(Records provided Opens)

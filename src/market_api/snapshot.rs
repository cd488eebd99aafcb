use std::future::Future;
use std::time::Duration;

use chrono::Utc;
use serde::{Deserialize, Serialize};
use tracing::{info, warn};

use crate::error::MarketDataError;

use super::data::MarketDataSource;
use super::indicator_engine::{annotate, compute, IndicatorConfig};
use super::levels::{liquidity_levels, pivot_points, DEFAULT_LIQUIDITY_LOOKBACK};
use super::types::{MarketSnapshot, Series, Timeframe};

#[derive(Debug, Clone, Copy, PartialEq, Serialize, Deserialize)]
pub struct AssemblerConfig {
    /// Candles fetched for indicator computation.
    pub candle_limit: usize,
    /// Daily candles fetched for liquidity levels when the timeframe is intraday.
    pub daily_limit: usize,
    /// Annotated candles kept in the snapshot.
    pub display_window: usize,
    pub liquidity_lookback: usize,
    pub request_timeout: Duration,
    pub indicators: IndicatorConfig,
}

impl Default for AssemblerConfig {
    fn default() -> Self {
        Self {
            candle_limit: 200,
            daily_limit: 30,
            display_window: 50,
            liquidity_lookback: DEFAULT_LIQUIDITY_LOOKBACK,
            request_timeout: Duration::from_secs(10),
            indicators: IndicatorConfig::default(),
        }
    }
}

/// Fetch → indicators → derived levels → [`MarketSnapshot`].
pub struct SnapshotAssembler<S> {
    source: S,
    config: AssemblerConfig,
}

impl<S: MarketDataSource> SnapshotAssembler<S> {
    pub fn new(source: S, config: AssemblerConfig) -> Self {
        Self { source, config }
    }

    pub fn config(&self) -> &AssemblerConfig {
        &self.config
    }

    pub fn source(&self) -> &S {
        &self.source
    }

    pub async fn assemble(
        &self,
        symbol: &str,
        timeframe: Timeframe,
    ) -> Result<MarketSnapshot, MarketDataError> {
        let timeout = self.config.request_timeout;

        let ticker = with_timeout("ticker", timeout, self.source.ticker(symbol));
        let candles = with_timeout(
            "candles",
            timeout,
            self.source.candles(symbol, timeframe, self.config.candle_limit),
        );
        let daily = async {
            if timeframe.is_daily() {
                Ok(None)
            } else {
                with_timeout(
                    "daily candles",
                    timeout,
                    self.source.candles(symbol, Timeframe::D1, self.config.daily_limit),
                )
                .await
                .map(Some)
            }
        };

        let (ticker, series, daily) = tokio::try_join!(ticker, candles, daily)?;
        let daily: &Series = daily.as_ref().unwrap_or(&series);

        let indicator_set = compute(&series, &self.config.indicators);
        let mut candles = annotate(&series, &indicator_set);
        // Indicators saw the full history above; only the presentation window is trimmed.
        let keep_from = candles.len().saturating_sub(self.config.display_window);
        candles.drain(..keep_from);

        let liquidity_levels = liquidity_levels(daily, self.config.liquidity_lookback)
            .map_err(|e| warn!(%symbol, %timeframe, error = %e, "liquidity levels unavailable"))
            .ok();
        let pivot_points = pivot_points(&series)
            .map_err(|e| warn!(%symbol, %timeframe, error = %e, "pivot points unavailable"))
            .ok();

        info!(
            %symbol,
            %timeframe,
            price = ticker.last_price,
            candles = series.len(),
            "market snapshot assembled"
        );

        Ok(MarketSnapshot {
            symbol: symbol.to_string(),
            timeframe,
            price: ticker.last_price,
            change_24h: ticker.price_change_percent,
            candles,
            latest_indicators: indicator_set.latest(),
            liquidity_levels,
            pivot_points,
            assembled_at: Utc::now(),
        })
    }
}

async fn with_timeout<T>(
    what: &'static str,
    timeout: Duration,
    fut: impl Future<Output = Result<T, MarketDataError>>,
) -> Result<T, MarketDataError> {
    tokio::time::timeout(timeout, fut)
        .await
        .map_err(|_| MarketDataError::Timeout { what, timeout })?
}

(Records provided Closes)

**What is needed:** Retype only this portion of the data above: the line containing "let indicator_set = compute(&series, &self.config.indicators);", the line containing "candles.drain(..keep_from);", and all lines between them, exactly.

**Answer space:**
        let indicator_set = compute(&series, &self.config.indicators);
        let mut candles = annotate(&series, &indicator_set);
        // Indicators saw the full history above; only the presentation window is trimmed.
        let keep_from = candles.len().saturating_sub(self.config.display_window);
        candles.drain(..keep_from);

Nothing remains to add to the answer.